Saved entries:
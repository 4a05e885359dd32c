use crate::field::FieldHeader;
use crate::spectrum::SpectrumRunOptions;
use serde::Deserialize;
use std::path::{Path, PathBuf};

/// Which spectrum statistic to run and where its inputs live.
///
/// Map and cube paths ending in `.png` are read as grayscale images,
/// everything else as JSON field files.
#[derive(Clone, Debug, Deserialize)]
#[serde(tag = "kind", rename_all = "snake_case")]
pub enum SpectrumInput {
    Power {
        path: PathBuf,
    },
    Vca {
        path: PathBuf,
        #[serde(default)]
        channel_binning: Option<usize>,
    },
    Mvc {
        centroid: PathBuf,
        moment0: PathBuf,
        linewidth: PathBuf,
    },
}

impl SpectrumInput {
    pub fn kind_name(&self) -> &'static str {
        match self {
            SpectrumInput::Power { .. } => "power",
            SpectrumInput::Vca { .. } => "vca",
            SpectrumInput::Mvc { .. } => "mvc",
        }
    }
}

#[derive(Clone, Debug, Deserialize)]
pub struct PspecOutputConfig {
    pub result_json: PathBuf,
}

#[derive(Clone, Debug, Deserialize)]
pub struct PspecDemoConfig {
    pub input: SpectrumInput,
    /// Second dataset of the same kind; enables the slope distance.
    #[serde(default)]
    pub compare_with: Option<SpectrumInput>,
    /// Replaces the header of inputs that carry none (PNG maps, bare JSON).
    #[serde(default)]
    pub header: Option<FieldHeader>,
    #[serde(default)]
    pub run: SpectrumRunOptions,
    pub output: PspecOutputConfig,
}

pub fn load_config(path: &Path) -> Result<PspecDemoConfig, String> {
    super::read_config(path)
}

## Task goal
Your answer must consist of every line above, reproduced exactly.

## Solution below
repository 4a05e885359dd32c
use crate::field::FieldHeader;
use crate::spectrum::SpectrumRunOptions;
use serde::Deserialize;
use std::path::{Path, PathBuf};

/// Which spectrum statistic to run and where its inputs live.
///
/// Map and cube paths ending in `.png` are read as grayscale images,
/// everything else as JSON field files.
#[derive(Clone, Debug, Deserialize)]
#[serde(tag = "kind", rename_all = "snake_case")]
pub enum SpectrumInput {
    Power {
        path: PathBuf,
    },
    Vca {
        path: PathBuf,
        #[serde(default)]
        channel_binning: Option<usize>,
    },
    Mvc {
        centroid: PathBuf,
        moment0: PathBuf,
        linewidth: PathBuf,
    },
}

impl SpectrumInput {
    pub fn kind_name(&self) -> &'static str {
        match self {
            SpectrumInput::Power { .. } => "power",
            SpectrumInput::Vca { .. } => "vca",
            SpectrumInput::Mvc { .. } => "mvc",
        }
    }
}

#[derive(Clone, Debug, Deserialize)]
pub struct PspecOutputConfig {
    pub result_json: PathBuf,
}

#[derive(Clone, Debug, Deserialize)]
pub struct PspecDemoConfig {
    pub input: SpectrumInput,
    /// Second dataset of the same kind; enables the slope distance.
    #[serde(default)]
    pub compare_with: Option<SpectrumInput>,
    /// Replaces the header of inputs that carry none (PNG maps, bare JSON).
    #[serde(default)]
    pub header: Option<FieldHeader>,
    #[serde(default)]
    pub run: SpectrumRunOptions,
    pub output: PspecOutputConfig,
}

pub fn load_config(path: &Path) -> Result<PspecDemoConfig, String> {
    super::read_config(path)
}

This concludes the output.